Pohon asam jawa termasuk tanaman menahun, sehingga keberadaan buah asam jawa dapat
dimanfaatkan secara maksimal. Buah asam jawa mengandung flavonoid, tanin, glikosida dan saponim yang
merupakan zat fitokimia yang berfungsi sebagai antioksidan (Rahmadiah et al., 2008). Aktivitas
antioksidan yang terdapat pada asam jawa menjadi salah satu alasan buah asam jawa dimanfaatkan sebagai
minuman atau makanan fungsional.Secara tradisional daging buah asam jawa telah banyak digunakan
sebagai salah satu bahan campuran dalam jamu.

2.2 Nilai Tambah

2.2 1 Definisi Nilai Tambah

Nilai tambah suatu produk adalah hasil dari produk akhir dikurangi dengan biaya antara yang terdiri
dari biaya bahan baku dan bahan penolong (Makki dkk, 2001). Dalam sistem komoditas pertanian terjadi
arus komoditas yang mengalir dari hulu ke hilir, yang berawal dari petani dan berakhir pada konsumen
akhir, dan mendapat perlakuan-perlakuan seperti pengolahan, pengawetan dan pemindahan untuk
menambah kegunaan atau menimbulkan nilai tambah. Hal ini berkaitan dengan sifat produk pertanian yang
bersifat perishable (mudah rusak) dan bulky (kamba) yang dimiliki produk pertanian (Sudiyono,
2004).Konsep nilai tambah pada pertanian adalah saat sebuah barang mendapatkan perlakukan baik pada
saat proses produksi ataupun penyaluran kepada konsumen sehingga dengan aktiftias tersebut konsumen
mengeluarkan uang lebih banyak untuk barang yang dibelinya .

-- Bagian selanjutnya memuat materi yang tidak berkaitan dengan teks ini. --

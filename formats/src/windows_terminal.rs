//! Windows Terminal color schemes (JSON).

use facet::Facet;
use hueport_core as hueport;
use serde::{Deserialize, Serialize};

use crate::Color;
use crate::adapter::impl_adapter;

#[derive(Debug, Clone, Default, PartialEq, Facet, Serialize, Deserialize)]
#[serde(default, rename_all = "camelCase")]
pub struct WindowsTerminalScheme {
    #[serde(skip_serializing_if = "Option::is_none")]
    #[facet(hueport::canonical = "metadata.name")]
    pub name: Option<String>,
    #[serde(skip_serializing_if = "Option::is_none")]
    #[facet(hueport::canonical = "ansi_colors.black")]
    pub black: Option<Color>,
    #[serde(skip_serializing_if = "Option::is_none")]
    #[facet(hueport::canonical = "ansi_colors.red")]
    pub red: Option<Color>,
    #[serde(skip_serializing_if = "Option::is_none")]
    #[facet(hueport::canonical = "ansi_colors.green")]
    pub green: Option<Color>,
    #[serde(skip_serializing_if = "Option::is_none")]
    #[facet(hueport::canonical = "ansi_colors.yellow")]
    pub yellow: Option<Color>,
    #[serde(skip_serializing_if = "Option::is_none")]
    #[facet(hueport::canonical = "ansi_colors.blue")]
    pub blue: Option<Color>,
    #[serde(skip_serializing_if = "Option::is_none")]
    #[facet(hueport::canonical = "ansi_colors.magenta")]
    pub purple: Option<Color>,
    #[serde(skip_serializing_if = "Option::is_none")]
    #[facet(hueport::canonical = "ansi_colors.cyan")]
    pub cyan: Option<Color>,
    #[serde(skip_serializing_if = "Option::is_none")]
    #[facet(hueport::canonical = "ansi_colors.white")]
    pub white: Option<Color>,
    #[serde(skip_serializing_if = "Option::is_none")]
    #[facet(hueport::canonical = "ansi_colors.bright_black")]
    pub bright_black: Option<Color>,
    #[serde(skip_serializing_if = "Option::is_none")]
    #[facet(hueport::canonical = "ansi_colors.bright_red")]
    pub bright_red: Option<Color>,
    #[serde(skip_serializing_if = "Option::is_none")]
    #[facet(hueport::canonical = "ansi_colors.bright_green")]
    pub bright_green: Option<Color>,
    #[serde(skip_serializing_if = "Option::is_none")]
    #[facet(hueport::canonical = "ansi_colors.bright_yellow")]
    pub bright_yellow: Option<Color>,
    #[serde(skip_serializing_if = "Option::is_none")]
    #[facet(hueport::canonical = "ansi_colors.bright_blue")]
    pub bright_blue: Option<Color>,
    #[serde(skip_serializing_if = "Option::is_none")]
    #[facet(hueport::canonical = "ansi_colors.bright_magenta")]
    pub bright_purple: Option<Color>,
    #[serde(skip_serializing_if = "Option::is_none")]
    #[facet(hueport::canonical = "ansi_colors.bright_cyan")]
    pub bright_cyan: Option<Color>,
    #[serde(skip_serializing_if = "Option::is_none")]
    #[facet(hueport::canonical = "ansi_colors.bright_white")]
    pub bright_white: Option<Color>,
    #[serde(skip_serializing_if = "Option::is_none")]
    #[facet(hueport::canonical = "special_colors.background")]
    pub background: Option<Color>,
    #[serde(skip_serializing_if = "Option::is_none")]
    #[facet(hueport::canonical = "special_colors.foreground")]
    pub foreground: Option<Color>,
    #[serde(skip_serializing_if = "Option::is_none")]
    #[facet(hueport::canonical = "special_colors.selection")]
    pub selection_background: Option<Color>,
    #[serde(skip_serializing_if = "Option::is_none")]
    #[facet(hueport::canonical = "special_colors.cursor")]
    pub cursor_color: Option<Color>,
}

impl_adapter!(WindowsTerminalScheme, name: "windows-terminal", aliases: ["wt"], format: Json);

Tujuan dari pengukuran nilai tambah adalah untuk secara komprehensif mengevaluasi dan mengukur
respons atau imbalan yang diterima oleh pelaku bisnis, serta peluang-peluang kerja yang mungkin
diciptakan melalui suatu sistem komoditas. Dengan demikian, nilai tambah dapat dipandang sebagai
sebuah indikator yang mencerminkan sejauh mana sistem komoditas memberikan imbalan yang adil dan
signifikan bagi faktor-faktor produksi, seperti tenaga kerja, modal, dan manajemen. Secara lebih terperinci,
nilai tambah tidak hanya memperhitungkan nilai ekonomis suatu produk atau layanan, tetapi juga
mempertimbangkan kontribusi langsung yang diberikan oleh tenaga kerja, modal, dan keahlian manajerial
dalam suatu sistem ekonomi (Sudiyono, 2004).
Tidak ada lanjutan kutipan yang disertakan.